# What you need to do:
Give the number of lines in the data below where the word "path" appears, and nothing besides.

# Entries shown:
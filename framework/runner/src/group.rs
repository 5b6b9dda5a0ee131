use crate::error::ConfigError;
use gale_core::prelude::{HttpMethod, HttpRequest};
use rand::distributions::{Distribution, WeightedIndex};
use rand::Rng;
use serde_json::Value;
use std::sync::Arc;

/// A named request that virtual users send during a run.
///
/// Samples are aggregated per group name.
#[derive(Debug, Clone, PartialEq)]
pub struct RequestGroup {
    pub name: Arc<str>,
    pub method: HttpMethod,
    pub path: String,
    pub payload: PayloadTemplate,
    pub expected_status: u16,
}

impl RequestGroup {
    /// A `POST` of a JSON payload which is expected to return `200`.
    pub fn post(name: &str, path: &str, payload: Value) -> Self {
        Self {
            name: name.into(),
            method: HttpMethod::Post,
            path: path.to_string(),
            payload: PayloadTemplate::new(payload),
            expected_status: 200,
        }
    }

    pub fn with_expected_status(mut self, expected_status: u16) -> Self {
        self.expected_status = expected_status;
        self
    }

    pub(crate) fn build_request(&self, vu_id: usize, iteration: u64) -> HttpRequest {
        HttpRequest {
            method: self.method,
            path: self.path.clone(),
            body: Some(self.payload.render(vu_id, iteration)),
        }
    }
}

/// What a virtual user sends on each iteration.
#[derive(Debug, Clone)]
pub enum IterationPlan {
    /// Every group, in order.
    Sequence(Vec<RequestGroup>),
    /// A single group, picked at random in proportion to its weight.
    Weighted {
        groups: Vec<RequestGroup>,
        weights: WeightedIndex<u32>,
    },
}

impl IterationPlan {
    pub fn weighted(weighted_groups: Vec<(RequestGroup, u32)>) -> Result<Self, ConfigError> {
        if let Some((group, _)) = weighted_groups.iter().find(|(_, weight)| *weight == 0) {
            return Err(ConfigError::ZeroWeight(group.name.to_string()));
        }

        let weights = WeightedIndex::new(weighted_groups.iter().map(|(_, weight)| *weight))
            .map_err(|_| ConfigError::NoGroups)?;
        let groups = weighted_groups.into_iter().map(|(group, _)| group).collect();

        Ok(Self::Weighted { groups, weights })
    }

    /// Every group the plan can send.
    pub fn groups(&self) -> &[RequestGroup] {
        match self {
            Self::Sequence(groups) => groups,
            Self::Weighted { groups, .. } => groups,
        }
    }

    /// The groups to send for the next iteration.
    pub fn next_groups<R: Rng + ?Sized>(&self, rng: &mut R) -> &[RequestGroup] {
        match self {
            Self::Sequence(groups) => groups,
            Self::Weighted { groups, weights } => {
                let picked = weights.sample(rng);
                std::slice::from_ref(&groups[picked])
            }
        }
    }
}

/// A JSON body in which string values may contain `{{vu}}` and `{{iteration}}`.
///
/// The placeholders are replaced for every request, so that virtual users can send distinct
/// payloads. A template without placeholders is sent as is.
#[derive(Debug, Clone, PartialEq)]
pub struct PayloadTemplate {
    template: Value,
    has_placeholders: bool,
}

impl PayloadTemplate {
    pub fn new(template: Value) -> Self {
        let has_placeholders = contains_placeholder(&template);
        Self {
            template,
            has_placeholders,
        }
    }

    pub fn render(&self, vu_id: usize, iteration: u64) -> Value {
        if !self.has_placeholders {
            return self.template.clone();
        }

        substitute(&self.template, &vu_id.to_string(), &iteration.to_string())
    }
}

fn contains_placeholder(value: &Value) -> bool {
    match value {
        Value::String(s) => s.contains("{{vu}}") || s.contains("{{iteration}}"),
        Value::Array(items) => items.iter().any(contains_placeholder),
        Value::Object(fields) => fields.values().any(contains_placeholder),
        _ => false,
    }
}

fn substitute(value: &Value, vu: &str, iteration: &str) -> Value {
    match value {
        Value::String(s) => Value::String(s.replace("{{vu}}", vu).replace("{{iteration}}", iteration)),
        Value::Array(items) => Value::Array(items.iter().map(|v| substitute(v, vu, iteration)).collect()),
        Value::Object(fields) => Value::Object(
            fields
                .iter()
                .map(|(k, v)| (k.clone(), substitute(v, vu, iteration)))
                .collect(),
        ),
        other => other.clone(),
    }
}
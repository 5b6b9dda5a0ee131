use crate::threshold::{MetricView, Series, ThresholdAssertion};
use gale_instruments::{summarise_with_latencies, Sample};
use gale_summary_model::RunResult;
use std::collections::BTreeMap;
use std::sync::Arc;

/// Summarise the samples of a finished run and evaluate every threshold against them.
///
/// The result only depends on the samples, not on the order they were recorded in.
pub fn aggregate(
    samples_by_group: &[(Arc<str>, Vec<Sample>)],
    thresholds: &[ThresholdAssertion],
) -> RunResult {
    let view = MetricView {
        groups: samples_by_group
            .iter()
            .map(|(name, samples)| (name.to_string(), series(samples)))
            .collect(),
        overall: series(samples_by_group.iter().flat_map(|(_, samples)| samples)),
    };

    let outcomes = thresholds
        .iter()
        .map(|assertion| assertion.evaluate(&view))
        .collect::<Vec<_>>();

    for outcome in outcomes.iter().filter(|o| !o.passed) {
        log::warn!(
            "Threshold [{}] on [{}] failed, observed {:?}",
            outcome.expression,
            outcome.metric,
            outcome.observed
        );
    }

    let groups = view
        .groups
        .into_iter()
        .map(|(name, series)| (name, series.stats))
        .collect::<BTreeMap<_, _>>();

    RunResult::new(groups, view.overall.stats, outcomes)
}

fn series<'a>(samples: impl IntoIterator<Item = &'a Sample>) -> Series {
    let (stats, sorted_latencies_us) = summarise_with_latencies(samples);
    Series {
        stats,
        sorted_latencies_us,
    }
}

#[cfg(test)]
mod tests {
    use super::*;
    use gale_instruments::FailureKind;
    use std::time::{Duration, SystemTime};

    fn sample(group: &str, latency_ms: u64, status: u16) -> Sample {
        Sample {
            group: group.into(),
            vu_id: 0,
            iteration: 0,
            latency: Duration::from_millis(latency_ms),
            status: Some(status),
            failure: (status != 200).then_some(FailureKind::UnexpectedStatus),
            timestamp: SystemTime::UNIX_EPOCH,
        }
    }

    fn thresholds() -> Vec<ThresholdAssertion> {
        let groups = ["login", "contact"];
        vec![
            ThresholdAssertion::parse("http_req_duration{name:login}", "p(95)<500", &groups).unwrap(),
            ThresholdAssertion::parse("http_req_duration{name:contact}", "p(95)<500", &groups)
                .unwrap(),
            ThresholdAssertion::parse("http_req_failed", "rate<0.01", &groups).unwrap(),
        ]
    }

    fn samples() -> Vec<(Arc<str>, Vec<Sample>)> {
        vec![
            (
                "login".into(),
                (0..100).map(|i| sample("login", 40 + i % 20, 200)).collect(),
            ),
            (
                "contact".into(),
                (0..100)
                    .map(|i| sample("contact", 30 + i % 7, if i == 50 { 500 } else { 200 }))
                    .collect(),
            ),
        ]
    }

    #[test]
    fn same_samples_give_same_result() {
        let first = aggregate(&samples(), &thresholds());
        let second = aggregate(&samples(), &thresholds());
        pretty_assertions::assert_eq!(first, second);

        let mut reordered = samples();
        for (_, group_samples) in reordered.iter_mut() {
            group_samples.reverse();
        }
        pretty_assertions::assert_eq!(first, aggregate(&reordered, &thresholds()));
    }

    #[test]
    fn one_failure_in_two_hundred_breaks_the_rate_threshold() {
        let result = aggregate(&samples(), &thresholds());

        assert_eq!(200, result.overall.count);
        assert_eq!(1, result.overall.failures);
        assert_eq!(0.005, result.overall.failure_rate);
        // 0.5% is within the 1% budget.
        assert!(result.overall_pass);

        let mut samples = samples();
        samples[1].1.push(sample("contact", 30, 503));
        samples[1].1.push(sample("contact", 30, 503));
        let result = aggregate(&samples, &thresholds());

        assert!(!result.overall_pass);
        let failed = result.failed_thresholds().collect::<Vec<_>>();
        assert_eq!(1, failed.len());
        assert_eq!("http_req_failed", failed[0].metric);
    }

    #[test]
    fn groups_are_summarised_independently() {
        let result = aggregate(&samples(), &thresholds());

        assert_eq!(0, result.groups["login"].failures);
        assert_eq!(1, result.groups["contact"].failures);
        assert_eq!(40.0, result.groups["login"].min_ms);
        assert_eq!(59.0, result.groups["login"].max_ms);
        assert_eq!(36.0, result.groups["contact"].max_ms);
    }

    #[test]
    fn timeouts_are_counted_per_group_and_overall() {
        let mut samples = samples();
        let mut abandoned = sample("login", 5000, 200);
        abandoned.status = None;
        abandoned.failure = Some(FailureKind::Timeout);
        samples[0].1.push(abandoned);

        let result = aggregate(&samples, &thresholds());

        assert_eq!(1, result.groups["login"].timeouts);
        assert_eq!(1, result.groups["login"].failures);
        assert_eq!(0, result.groups["contact"].timeouts);
        assert_eq!(1, result.overall.timeouts);
        assert_eq!(2, result.overall.failures);
        assert_eq!(5000.0, result.overall.max_ms);
    }
}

# Result of this exercise:
4